Does your worldview clearly reflect your experience of reality?
Photo by Mark Koch on Unsplash

Your worldview is the lens through which you understand the world around you. Like language and culture, it’s natural for us to acquire parts of our worldview from those around us: parents, teachers and friends. Everyone has a worldview, but not everyone has their own.

The ideas that worldviews address are so fundamental, if taken seriously, they will necessarily inform the full gamut of your beliefs. The basis for your worldview is formed by your answers to questions such as:

  • How did we come to be?
  • Is there purpose in reality?
  • Do good and evil really exist?
  • Do we have freedom of the will?
  • Is there anything beyond the physical?

A consistent and well considered worldview is essential to becoming a reasonable person. This relational coherency of reason and belief is a hallmark of a mind that learned how to think, rather than what to think. Have you put in the effort to integrate, evaluate and reinforce your own worldview or are you possessed by another’s ideologies?

If you’ve not yet engaged with the challenge of working toward a consistent worldview, you have a decision to make. In a causal reality such as ours, the truth is out there. Events definitively unfolded in a specific sequence to bring us to the present and that history holds sway over the nature of reality. If you value truth and reason and go in search of them, you may find that you necessarily must hold some beliefs that you don’t like, or are counter cultural.

This commitment to intellectual honesty rather than relying on how you feel about every specific topic to determine your beliefs comes with some advantages. If your beliefs are reasonable and consistent, you’ll find they’re interwoven both with each other and reality, increasing your confidence in them. Conflicting beliefs become a splinter in your mind, nagging annoyingly until they’re identified and resolved. This dichotomy becomes a framework to more quickly and confidently evaluate new ideas as you’re exposed to them.

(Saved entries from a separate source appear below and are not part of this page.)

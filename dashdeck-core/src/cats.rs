//! TheCatAPI random image with breed info

use serde::Deserialize;

use crate::error::{Error, Result};
use crate::http::{FetchClient, HttpRequest, with_query};

pub const MYSTERY_BREED_NAME: &str = "Mystery Cat";
pub const MYSTERY_BREED_DESCRIPTION: &str =
    "A beautiful cat of unknown origin. Just enjoy the cuteness!";

#[derive(Debug, Clone, PartialEq, Eq, Deserialize)]
pub struct Breed {
    pub name: String,
    #[serde(default)]
    pub origin: Option<String>,
    #[serde(default)]
    pub life_span: Option<String>,
    #[serde(default)]
    pub temperament: Option<String>,
    #[serde(default)]
    pub description: Option<String>,
}

#[derive(Debug, Clone, PartialEq, Eq, Deserialize)]
pub struct CatRecord {
    pub id: String,
    pub url: String,
    #[serde(default)]
    pub width: Option<u32>,
    #[serde(default)]
    pub height: Option<u32>,
    #[serde(default, rename = "breeds")]
    breeds: Vec<Breed>,
}

impl CatRecord {
    /// First listed breed, if the image carries any.
    pub fn breed(&self) -> Option<&Breed> {
        self.breeds.first()
    }

    pub fn breed_name(&self) -> &str {
        self.breed().map_or(MYSTERY_BREED_NAME, |b| b.name.as_str())
    }

    pub fn description(&self) -> &str {
        self.breed()
            .and_then(|b| b.description.as_deref())
            .unwrap_or(MYSTERY_BREED_DESCRIPTION)
    }
}

pub struct CatClient {
    fetch: FetchClient,
    url: String,
    api_key: Option<String>,
}

impl CatClient {
    pub fn new(fetch: FetchClient, url: impl Into<String>, api_key: Option<String>) -> Self {
        Self {
            fetch,
            url: url.into(),
            api_key,
        }
    }

    fn request(&self) -> HttpRequest {
        let url = with_query(
            &self.url,
            &[
                ("size", "med"),
                ("mime_types", "jpg"),
                ("format", "json"),
                ("has_breeds", "true"),
                ("order", "RANDOM"),
                ("page", "0"),
                ("limit", "1"),
            ],
        );
        let request = HttpRequest::get(url);
        match self.api_key.as_deref().filter(|k| !k.is_empty()) {
            Some(key) => request.header("x-api-key", key),
            None => request,
        }
    }

    /// One random cat. An empty result list is an upstream failure.
    pub async fn random(&self) -> Result<CatRecord> {
        tracing::info!(keyed = self.api_key.is_some(), "fetching random cat");
        let cats: Vec<CatRecord> = self.fetch.fetch(self.request()).await?;
        cats.into_iter().next().ok_or_else(|| Error::Upstream {
            message: "No cat found".into(),
        })
    }
}

#[cfg(test)]
mod tests {
    use super::*;
    use crate::http::fake::ScriptedTransport;

    const BENGAL: &str = r#"[{
        "id": "O3btzLlsO",
        "url": "https://cdn2.thecatapi.com/images/O3btzLlsO.png",
        "width": 1100,
        "height": 739,
        "breeds": [{
            "id": "beng",
            "name": "Bengal",
            "origin": "United States",
            "life_span": "12 - 15",
            "temperament": "Alert, Agile, Energetic",
            "description": "Bengals are a lot of fun to live with."
        }]
    }]"#;

    #[tokio::test]
    async fn test_random_with_breed_and_key_header() {
        let transport = ScriptedTransport::ok(200, BENGAL);
        let client = CatClient::new(
            FetchClient::new(transport.clone()),
            "https://cats.test/v1/images/search",
            Some("live_key".into()),
        );

        let cat = client.random().await.unwrap();
        assert_eq!(cat.id, "O3btzLlsO");
        assert_eq!(cat.width, Some(1100));
        assert_eq!(cat.breed_name(), "Bengal");
        assert_eq!(
            cat.breed().and_then(|b| b.life_span.as_deref()),
            Some("12 - 15")
        );

        let request = transport.last_request();
        assert!(request.url.contains("has_breeds=true"));
        assert!(request.url.ends_with("limit=1"));
        assert!(
            request
                .headers
                .contains(&("x-api-key".to_string(), "live_key".to_string()))
        );
    }

    #[tokio::test]
    async fn test_missing_breed_falls_back() {
        let transport = ScriptedTransport::ok(200, r#"[{"id":"a1","url":"https://c.test/a1.jpg"}]"#);
        let client = CatClient::new(FetchClient::new(transport.clone()), "https://cats.test", None);

        let cat = client.random().await.unwrap();
        assert_eq!(cat.breed_name(), MYSTERY_BREED_NAME);
        assert_eq!(cat.description(), MYSTERY_BREED_DESCRIPTION);
        assert!(transport.last_request().headers.is_empty());
    }

    #[tokio::test]
    async fn test_empty_result_is_upstream_error() {
        let transport = ScriptedTransport::ok(200, "[]");
        let client = CatClient::new(FetchClient::new(transport), "https://cats.test", None);
        assert!(matches!(
            client.random().await.unwrap_err(),
            Error::Upstream { .. }
        ));
    }
}
//! End-to-end flows through the runtime: reducer, effect handler, tasks,
//! with a transport that answers by upstream.

use std::sync::{Arc, Mutex};
use std::time::Duration;

use async_trait::async_trait;
use dashdeck::action::Action;
use dashdeck::config::PanelDefaults;
use dashdeck::dispatch::{EffectContext, Runtime, Store};
use dashdeck::effect::Effect;
use dashdeck::handler::EffectHandler;
use dashdeck::reducer::reducer;
use dashdeck::state::{AppState, ChatField, Load, Panel, PanelId};
use dashdeck_core::{
    Clients, Endpoints, HttpRequest, HttpResponse, KeySlot, KeyValueStore, MemoryStore, Transport,
};

const FORECAST: &str = r#"{
    "records": {
        "location": [{
            "locationName": "Taipei",
            "weatherElement": [
                {"elementName": "Wx", "time": [{"startTime": "2025-06-01 06:00:00", "endTime": "2025-06-01 18:00:00", "parameter": {"parameterName": "Cloudy"}}]},
                {"elementName": "PoP", "time": [{"startTime": "2025-06-01 06:00:00", "endTime": "2025-06-01 18:00:00", "parameter": {"parameterName": "20"}}]},
                {"elementName": "MinT", "time": [{"startTime": "2025-06-01 06:00:00", "endTime": "2025-06-01 18:00:00", "parameter": {"parameterName": "26"}}]},
                {"elementName": "CI", "time": [{"startTime": "2025-06-01 06:00:00", "endTime": "2025-06-01 18:00:00", "parameter": {"parameterName": "Hot"}}]},
                {"elementName": "MaxT", "time": [{"startTime": "2025-06-01 06:00:00", "endTime": "2025-06-01 18:00:00", "parameter": {"parameterName": "33"}}]}
            ]
        }]
    }
}"#;
const NO_LOCATION: &str = r#"{"records": {"location": []}}"#;
const CAT: &str = r#"[{"id": "abc", "url": "https://cdn2.thecatapi.com/images/abc.jpg"}]"#;
const REPLY: &str = r#"{"candidates": [{"content": {"parts": [{"text": "Pack an umbrella."}]}}]}"#;

/// Routes by upstream host and records every URL.
#[derive(Default)]
struct RoutingTransport {
    urls: Mutex<Vec<String>>,
}

impl RoutingTransport {
    fn urls(&self) -> Vec<String> {
        self.urls.lock().unwrap().clone()
    }
}

#[async_trait]
impl Transport for RoutingTransport {
    async fn send(&self, request: HttpRequest) -> dashdeck_core::Result<HttpResponse> {
        self.urls.lock().unwrap().push(request.url.clone());
        let url = &request.url;
        let body = if url.contains("thecatapi") {
            CAT
        } else if url.contains("opendata.cwa") {
            if url.contains("Nowhere") { NO_LOCATION } else { FORECAST }
        } else if url.contains("generativelanguage") {
            REPLY
        } else {
            return Ok(HttpResponse::new(404, "not found"));
        };
        Ok(HttpResponse::new(200, body))
    }
}

struct Harness {
    runtime: Runtime<AppState, Action, Effect>,
    handler: EffectHandler,
    transport: Arc<RoutingTransport>,
    store: Arc<MemoryStore>,
}

impl Harness {
    fn new() -> Self {
        let transport = Arc::new(RoutingTransport::default());
        let endpoints = Endpoints {
            weather_key: Some("CWA-TEST".into()),
            relay: None,
            ..Endpoints::default()
        };
        let clients = Arc::new(Clients::new(&endpoints, transport.clone()));
        let store = Arc::new(MemoryStore::new());
        let handler = EffectHandler::new(clients, store.clone(), "no such city");
        let app = Store::new(AppState::new(PanelDefaults::default()), reducer);
        Self {
            runtime: Runtime::new(app),
            handler,
            transport,
            store,
        }
    }

    fn state(&self) -> &AppState {
        self.runtime.state()
    }

    /// Dispatch and run effects for everything queued right now.
    fn drain(&mut self) -> usize {
        let handler = &self.handler;
        let mut handle = |effect: Effect, ctx: &mut EffectContext<'_, Action>| handler.handle(effect, ctx);
        self.runtime.drain_queued(&mut handle)
    }

    fn send(&mut self, action: Action) {
        self.runtime.enqueue(action);
        self.drain();
    }

    /// Keep draining until `done` holds or a second passes.
    async fn settle(&mut self, done: impl Fn(&AppState) -> bool) {
        let wait = async {
            while !done(self.state()) {
                tokio::task::yield_now().await;
                self.drain();
            }
        };
        tokio::time::timeout(Duration::from_secs(1), wait)
            .await
            .expect("state never settled");
    }
}

#[tokio::test]
async fn test_cats_fetch_on_mount() {
    let mut h = Harness::new();
    h.send(Action::PanelSelect(PanelId::Cats));
    assert!(h.state().panel.is_loading());

    h.settle(|s| matches!(&s.panel, Panel::Cats(c) if c.cat.ready().is_some()))
        .await;
    let Panel::Cats(cats) = &h.state().panel else {
        panic!("cats panel not mounted");
    };
    assert_eq!(cats.cat.ready().map(|c| c.breed_name()), Some("Mystery Cat"));
}

#[tokio::test]
async fn test_weather_mount_fetch_and_empty_location() {
    let mut h = Harness::new();
    h.send(Action::PanelSelect(PanelId::Weather));
    h.settle(|s| matches!(&s.panel, Panel::Weather(w) if !w.forecast.is_loading()))
        .await;
    let Panel::Weather(weather) = &h.state().panel else {
        panic!("weather panel not mounted");
    };
    let forecast = weather.forecast.ready().expect("forecast loaded");
    assert_eq!(forecast.city, "Taipei");
    assert_eq!(forecast.periods.len(), 1);
    assert_eq!(forecast.periods[0].max_temp, "33");

    h.send(Action::WeatherCityChange("Nowhere".into()));
    h.send(Action::WeatherFetch);
    h.settle(|s| matches!(&s.panel, Panel::Weather(w) if !w.forecast.is_loading()))
        .await;
    let Panel::Weather(weather) = &h.state().panel else {
        panic!("weather panel not mounted");
    };
    assert_eq!(weather.forecast, Load::Failed("no such city".into()));
}

#[tokio::test]
async fn test_switching_panels_cancels_in_flight_fetch() {
    let mut h = Harness::new();
    // Both mounts run before any spawned task gets polled
    h.runtime.enqueue(Action::PanelSelect(PanelId::Cats));
    h.runtime.enqueue(Action::PanelSelect(PanelId::Weather));
    h.drain();

    h.settle(|s| matches!(&s.panel, Panel::Weather(w) if !w.forecast.is_loading()))
        .await;
    for _ in 0..10 {
        tokio::task::yield_now().await;
        h.drain();
    }

    assert_eq!(h.state().active(), PanelId::Weather);
    assert!(
        h.transport.urls().iter().all(|u| !u.contains("thecatapi")),
        "cancelled cat task must not reach the network: {:?}",
        h.transport.urls()
    );
}

#[tokio::test]
async fn test_stale_result_is_ignored() {
    let mut h = Harness::new();
    h.send(Action::PanelSelect(PanelId::Cats));
    h.settle(|s| matches!(&s.panel, Panel::Cats(c) if !c.cat.is_loading()))
        .await;
    h.send(Action::CatFetch);
    h.settle(|s| matches!(&s.panel, Panel::Cats(c) if !c.cat.is_loading()))
        .await;
    let first_seq = h.state().sequences.cats.latest() - 1;
    let before = h.state().clone();

    h.send(Action::CatDidError {
        seq: first_seq,
        message: "late".into(),
    });
    assert_eq!(h.state(), &before);
}

#[tokio::test]
async fn test_chat_uses_remembered_key_and_appends_reply() {
    let mut h = Harness::new();
    h.store
        .set(KeySlot::Chat.key_name(), "AIza-remembered")
        .unwrap();

    h.send(Action::PanelSelect(PanelId::Chat));
    // LoadKey answers synchronously through the queue
    h.drain();
    let Panel::Chat(chat) = &h.state().panel else {
        panic!("chat panel not mounted");
    };
    assert_eq!(chat.key.value, "AIza-remembered");
    assert_eq!(chat.focus, ChatField::Message);

    h.send(Action::ChatInputChange("Weather in Tokyo?".into()));
    h.send(Action::ChatSend);
    assert!(h.state().panel.is_loading());

    h.settle(|s| !s.panel.is_loading()).await;
    let Panel::Chat(chat) = &h.state().panel else {
        panic!("chat panel not mounted");
    };
    let texts: Vec<&str> = chat.history.iter().map(|m| m.text.as_str()).collect();
    assert_eq!(texts[1..], ["Weather in Tokyo?", "Pack an umbrella."]);
    assert!(chat.input.is_empty());
    assert!(
        h.transport
            .urls()
            .iter()
            .any(|u| u.contains("gemini-2.5-flash:generateContent"))
    );
}

#[tokio::test]
async fn test_remember_toggle_round_trips_through_store() {
    let mut h = Harness::new();
    h.send(Action::PanelSelect(PanelId::Places));
    h.drain();

    h.send(Action::KeyChange(KeySlot::Places, "AIza-typed".into()));
    assert_eq!(
        h.store.get(KeySlot::Places.key_name()).as_deref(),
        Some("AIza-typed")
    );

    h.send(Action::KeyRememberToggle(KeySlot::Places));
    assert_eq!(h.store.get(KeySlot::Places.key_name()), None);

    h.send(Action::KeyRememberToggle(KeySlot::Places));
    assert_eq!(
        h.store.get(KeySlot::Places.key_name()).as_deref(),
        Some("AIza-typed")
    );
}
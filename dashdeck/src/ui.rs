//! Top-level layout: tab bar, active panel, help bar

use crossterm::event::{KeyCode, KeyModifiers};
use ratatui::{
    Frame,
    layout::{Constraint, Layout, Margin, Rect},
};

use crate::action::Action;
use crate::components::{
    CatPanel, CatPanelProps, ChatPanel, ChatPanelProps, Component, HelpBar, HelpBarProps,
    PlacesPanel, PlacesPanelProps, StockPanel, StockPanelProps, TabBar, TabBarProps, WeatherPanel,
    WeatherPanelProps,
};
use crate::dispatch::{EventKind, EventOutcome};
use crate::state::{AppState, Panel, PanelId};

const COMMON_HINTS: [(&str, &str); 2] = [("F1-F5", "panels"), ("Esc", "quit")];

fn panel_hints(id: PanelId) -> &'static [(&'static str, &'static str)] {
    match id {
        PanelId::Chat => &[
            ("Tab", "field"),
            ("Enter", "send"),
            ("Alt+1/2", "suggest"),
            ("Ctrl+R", "remember key"),
            ("PgUp/PgDn", "scroll"),
        ],
        PanelId::Places => &[
            ("Tab", "field"),
            ("Enter", "search"),
            ("Ctrl+R", "remember key"),
            ("PgUp/PgDn", "scroll"),
        ],
        PanelId::Weather => &[("Enter", "fetch forecast")],
        PanelId::Stock => &[("Enter", "fetch history")],
        PanelId::Cats => &[("n", "next cat")],
    }
}

/// Owns one component per panel so local view state (cursors, scroll)
/// persists across frames. Panel state itself lives in [`AppState`].
#[derive(Default)]
pub struct DashboardUi {
    tabs: TabBar,
    help: HelpBar,
    chat: ChatPanel,
    places: PlacesPanel,
    weather: WeatherPanel,
    stock: StockPanel,
    cats: CatPanel,
}

impl DashboardUi {
    pub fn new() -> Self {
        Self::default()
    }

    pub fn render(&mut self, frame: &mut Frame, area: Rect, state: &AppState) {
        let [tabs_area, panel_area, help_area] = Layout::vertical([
            Constraint::Length(1),
            Constraint::Min(5),
            Constraint::Length(1),
        ])
        .areas(area);

        let spinner = state.spinner();
        let loading = state.panel.is_loading();
        self.tabs.render(
            frame,
            tabs_area,
            TabBarProps {
                active: state.active(),
                spinner: loading.then_some(spinner),
            },
        );

        let body = panel_area.inner(Margin::new(1, 0));
        match &state.panel {
            Panel::Chat(chat) => self.chat.render(frame, body, ChatPanelProps { chat, spinner }),
            Panel::Places(places) => {
                self.places.render(frame, body, PlacesPanelProps { places, spinner })
            }
            Panel::Weather(weather) => {
                self.weather.render(frame, body, WeatherPanelProps { weather, spinner })
            }
            Panel::Stock(stock) => self.stock.render(frame, body, StockPanelProps { stock, spinner }),
            Panel::Cats(cats) => self.cats.render(frame, body, CatPanelProps { cats, spinner }),
        }

        let hints: Vec<(&str, &str)> = panel_hints(state.active())
            .iter()
            .chain(COMMON_HINTS.iter())
            .copied()
            .collect();
        self.help.render(frame, help_area, HelpBarProps { hints: &hints });
    }

    pub fn map_event(&mut self, event: &EventKind, state: &AppState) -> EventOutcome<Action> {
        let key = match event {
            EventKind::Resize(_, _) => return EventOutcome::ignored().with_render(),
            EventKind::Key(key) => key,
            _ => return EventOutcome::ignored(),
        };

        if key.code == KeyCode::Esc
            || (key.modifiers.contains(KeyModifiers::CONTROL) && key.code == KeyCode::Char('c'))
        {
            return EventOutcome::action(Action::Quit);
        }

        let spinner = state.spinner();
        let tab_actions: Vec<Action> = self
            .tabs
            .handle_event(
                event,
                TabBarProps {
                    active: state.active(),
                    spinner: None,
                },
            )
            .into_iter()
            .collect();
        if !tab_actions.is_empty() {
            return EventOutcome::from_actions(tab_actions);
        }

        let actions: Vec<Action> = match &state.panel {
            Panel::Chat(chat) => self
                .chat
                .handle_event(event, ChatPanelProps { chat, spinner })
                .into_iter()
                .collect(),
            Panel::Places(places) => self
                .places
                .handle_event(event, PlacesPanelProps { places, spinner })
                .into_iter()
                .collect(),
            Panel::Weather(weather) => self
                .weather
                .handle_event(event, WeatherPanelProps { weather, spinner })
                .into_iter()
                .collect(),
            Panel::Stock(stock) => self
                .stock
                .handle_event(event, StockPanelProps { stock, spinner })
                .into_iter()
                .collect(),
            Panel::Cats(cats) => self
                .cats
                .handle_event(event, CatPanelProps { cats, spinner })
                .into_iter()
                .collect(),
        };
        // Key events can move a cursor or scroll offset without any action
        EventOutcome::from_actions(actions).with_render()
    }
}
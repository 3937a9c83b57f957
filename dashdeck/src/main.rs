//! dashdeck - terminal dashboard
//!
//! ```sh
//! dashdeck --panel weather --city 臺中市 --cwa-key CWA-XXXX
//! dashdeck --panel stock --stock-code 2317 --log-file /tmp/dashdeck.log
//! ```

use std::cell::RefCell;
use std::fs::File;
use std::io;
use std::path::Path;
use std::sync::{Arc, Mutex};
use std::time::Duration;

use clap::Parser;
use crossterm::{
    event::{DisableMouseCapture, EnableMouseCapture},
    execute,
    terminal::{EnterAlternateScreen, LeaveAlternateScreen, disable_raw_mode, enable_raw_mode},
};
use dashdeck::action::Action;
use dashdeck::config::{AppConfig, Args};
use dashdeck::dispatch::{Runtime, Store};
use dashdeck::handler::EffectHandler;
use dashdeck::reducer::reducer;
use dashdeck::state::{AppState, LOADING_ANIM_TICK_MS};
use dashdeck::theme::{self, Theme};
use dashdeck::ui::DashboardUi;
use dashdeck_core::{Clients, JsonFileStore, KeyValueStore, MemoryStore, ReqwestTransport, Transport};
use ratatui::{Terminal, backend::CrosstermBackend};
use tracing_subscriber::EnvFilter;

fn init_logging(path: &Path) -> io::Result<()> {
    let file = File::create(path)?;
    tracing_subscriber::fmt()
        .with_env_filter(EnvFilter::try_from_default_env().unwrap_or_else(|_| EnvFilter::new("info")))
        .with_writer(Mutex::new(file))
        .with_ansi(false)
        .init();
    Ok(())
}

fn open_key_store(path: Option<&Path>) -> Arc<dyn KeyValueStore> {
    let Some(path) = path else {
        tracing::warn!("no config directory, remembered keys last for this session only");
        return Arc::new(MemoryStore::new());
    };
    match JsonFileStore::open(path) {
        Ok(store) => {
            tracing::info!(path = %store.path().display(), "key store opened");
            Arc::new(store)
        }
        Err(e) => {
            tracing::warn!(path = %path.display(), error = %e, "key store unavailable, using memory");
            Arc::new(MemoryStore::new())
        }
    }
}

#[tokio::main]
async fn main() -> io::Result<()> {
    let config = AppConfig::from_args(Args::parse());

    if let Some(path) = &config.log_file {
        init_logging(path)?;
    }
    theme::install(if std::env::var_os("NO_COLOR").is_some() {
        Theme::MONOCHROME
    } else {
        Theme::DEFAULT
    });

    let transport: Arc<dyn Transport> = match ReqwestTransport::new(config.timeout) {
        Ok(transport) => Arc::new(transport),
        Err(e) => {
            eprintln!("Error: could not build the HTTP client: {e}");
            std::process::exit(1);
        }
    };
    let clients = Arc::new(Clients::new(&config.endpoints, transport));
    let store = open_key_store(config.key_store_path.as_deref());

    // ===== Terminal setup =====
    enable_raw_mode()?;
    let mut stdout = io::stdout();
    execute!(stdout, EnterAlternateScreen, EnableMouseCapture)?;
    let backend = CrosstermBackend::new(stdout);
    let mut terminal = Terminal::new(backend)?;

    let result = run_app(&mut terminal, config, clients, store).await;

    // ===== Cleanup =====
    disable_raw_mode()?;
    execute!(
        terminal.backend_mut(),
        LeaveAlternateScreen,
        DisableMouseCapture
    )?;
    terminal.show_cursor()?;

    result
}

async fn run_app<B: ratatui::backend::Backend>(
    terminal: &mut Terminal<B>,
    config: AppConfig,
    clients: Arc<Clients>,
    key_store: Arc<dyn KeyValueStore>,
) -> io::Result<()> {
    let initial = config.defaults.initial_panel;
    let handler = EffectHandler::new(clients, key_store, config.defaults.no_such_city.clone());

    let mut runtime = Runtime::new(Store::new(AppState::new(config.defaults), reducer));

    // Spinner frames while a panel loads
    runtime.tick_every(Duration::from_millis(LOADING_ANIM_TICK_MS), || Action::Tick);

    runtime.enqueue(Action::PanelSelect(initial));
    tracing::info!(panel = ?initial, "dashdeck started");

    let ui = RefCell::new(DashboardUi::new());

    runtime
        .run(
            terminal,
            |frame, area, state| ui.borrow_mut().render(frame, area, state),
            |event, state| ui.borrow_mut().map_event(event, state),
            |action| matches!(action, Action::Quit),
            |effect, ctx| handler.handle(effect, ctx),
        )
        .await
}
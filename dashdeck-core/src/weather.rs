//! CWA 36-hour forecast: wire types, client, and the columnar-to-row mapper
//!
//! The upstream returns one series per weather element, each a list of time
//! buckets. The panel wants one record per bucket, so the mapper zips the
//! series by index, matching every series by its element name.

use chrono::NaiveDateTime;
use serde::Deserialize;
use serde_json::Value;

use crate::error::{Error, Result};
use crate::http::{FetchClient, HttpRequest, parse_value, with_query};

pub const CONDITION: &str = "Wx";
pub const RAIN_CHANCE: &str = "PoP";
pub const MIN_TEMP: &str = "MinT";
pub const MAX_TEMP: &str = "MaxT";
pub const COMFORT: &str = "CI";

const TIMESTAMP_FORMAT: &str = "%Y-%m-%d %H:%M:%S";

// ============================================================================
// Wire types
// ============================================================================

#[derive(Debug, Deserialize)]
struct ForecastResponse {
    records: Option<Records>,
}

#[derive(Debug, Deserialize)]
struct Records {
    #[serde(default)]
    location: Vec<LocationRecord>,
}

#[derive(Debug, Deserialize)]
#[serde(rename_all = "camelCase")]
struct LocationRecord {
    location_name: String,
    #[serde(default)]
    weather_element: Vec<Series>,
}

#[derive(Debug, Deserialize)]
#[serde(rename_all = "camelCase")]
struct Series {
    element_name: String,
    #[serde(default)]
    time: Vec<TimeBucket>,
}

#[derive(Debug, Deserialize)]
#[serde(rename_all = "camelCase")]
struct TimeBucket {
    start_time: String,
    end_time: String,
    parameter: Parameter,
}

#[derive(Debug, Deserialize)]
#[serde(rename_all = "camelCase")]
struct Parameter {
    parameter_name: String,
}

// ============================================================================
// Mapped types
// ============================================================================

/// One forecast window for a city.
#[derive(Debug, Clone, PartialEq, Eq)]
pub struct ForecastPeriod {
    pub start: NaiveDateTime,
    pub end: NaiveDateTime,
    /// Sky condition text (`Wx`)
    pub condition: String,
    /// Probability of precipitation, 0-100 (`PoP`)
    pub rain_chance: String,
    /// °C (`MinT`)
    pub min_temp: String,
    /// °C (`MaxT`)
    pub max_temp: String,
    /// Comfort index descriptor (`CI`)
    pub comfort: String,
}

impl ForecastPeriod {
    pub fn date_label(&self) -> String {
        self.start.format("%Y-%m-%d").to_string()
    }

    /// `HH:MM - HH:MM`
    pub fn time_range(&self) -> String {
        format!("{} - {}", self.start.format("%H:%M"), self.end.format("%H:%M"))
    }
}

#[derive(Debug, Clone, PartialEq, Eq)]
pub struct CityForecast {
    pub city: String,
    pub periods: Vec<ForecastPeriod>,
}

// ============================================================================
// Mapper
// ============================================================================

fn parse_time(raw: &str) -> Result<NaiveDateTime> {
    NaiveDateTime::parse_from_str(raw, TIMESTAMP_FORMAT)
        .map_err(|e| Error::Decode(format!("bad timestamp {raw:?}: {e}")))
}

fn find_series<'a>(series: &'a [Series], name: &str) -> Result<&'a Series> {
    series
        .iter()
        .find(|s| s.element_name == name)
        .ok_or_else(|| Error::MissingSeries(name.to_string()))
}

fn value_at(series: &Series, index: usize) -> Result<String> {
    series
        .time
        .get(index)
        .map(|bucket| bucket.parameter.parameter_name.clone())
        .ok_or_else(|| {
            Error::Decode(format!(
                "series `{}` has no bucket {}",
                series.element_name, index
            ))
        })
}

/// Reshape a raw forecast document into rows. Pure.
pub fn map_forecast(raw: &Value) -> Result<CityForecast> {
    let response: ForecastResponse = parse_value(raw.clone())?;
    let location = response
        .records
        .and_then(|r| r.location.into_iter().next())
        .ok_or(Error::EmptyLocation)?;

    let elements = &location.weather_element;
    let condition = find_series(elements, CONDITION)?;
    let rain = find_series(elements, RAIN_CHANCE)?;
    let min_t = find_series(elements, MIN_TEMP)?;
    let max_t = find_series(elements, MAX_TEMP)?;
    let comfort = find_series(elements, COMFORT)?;

    let index = &elements
        .first()
        .ok_or_else(|| Error::MissingSeries(CONDITION.to_string()))?
        .time;

    let periods = index
        .iter()
        .enumerate()
        .map(|(i, bucket)| {
            Ok(ForecastPeriod {
                start: parse_time(&bucket.start_time)?,
                end: parse_time(&bucket.end_time)?,
                condition: value_at(condition, i)?,
                rain_chance: value_at(rain, i)?,
                min_temp: value_at(min_t, i)?,
                max_temp: value_at(max_t, i)?,
                comfort: value_at(comfort, i)?,
            })
        })
        .collect::<Result<Vec<_>>>()?;

    Ok(CityForecast {
        city: location.location_name,
        periods,
    })
}

// ============================================================================
// Client
// ============================================================================

pub struct WeatherClient {
    fetch: FetchClient,
    url: String,
    authorization: Option<String>,
}

impl WeatherClient {
    pub fn new(fetch: FetchClient, url: impl Into<String>, authorization: Option<String>) -> Self {
        Self {
            fetch,
            url: url.into(),
            authorization,
        }
    }

    pub async fn forecast(&self, city: &str) -> Result<CityForecast> {
        let city = city.trim();
        if city.is_empty() {
            return Err(Error::missing_input("Please enter a city name."));
        }
        let Some(key) = self.authorization.as_deref().filter(|k| !k.is_empty()) else {
            return Err(Error::missing_input(
                "CWA authorization key is not configured (set CWA_API_KEY).",
            ));
        };

        let url = with_query(
            &self.url,
            &[("Authorization", key), ("locationName", city), ("format", "JSON")],
        );
        tracing::info!(city, "fetching forecast");
        let raw = self.fetch.fetch_json(HttpRequest::get(url)).await?;
        map_forecast(&raw)
    }
}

What you know you can't explain, but you feel it. You've felt it your entire life, that there's something wrong with the world. You don't know what it is, but it's there, like a splinter in your mind, driving you mad.
- Morpheus

As an alternative, you can opt out of reason. At this time in our history, perhaps more than any other, living your life based on society's ideological whims is socially praiseworthy. Do what feels right. Speak your truth. Believe whatever you want to believe. The cost comes with rampant and inescapably conflicting convictions, but if your mind is numb, splinters are easily ignored. The choice is yours.

Absolute certainty is not on offer here, in reality, there is very little that can be known with complete certainty, but much we can reasonably believe with a high degree of confidence. These beliefs are warranted and capable of withstanding much skeptical scrutiny when maintained consistently.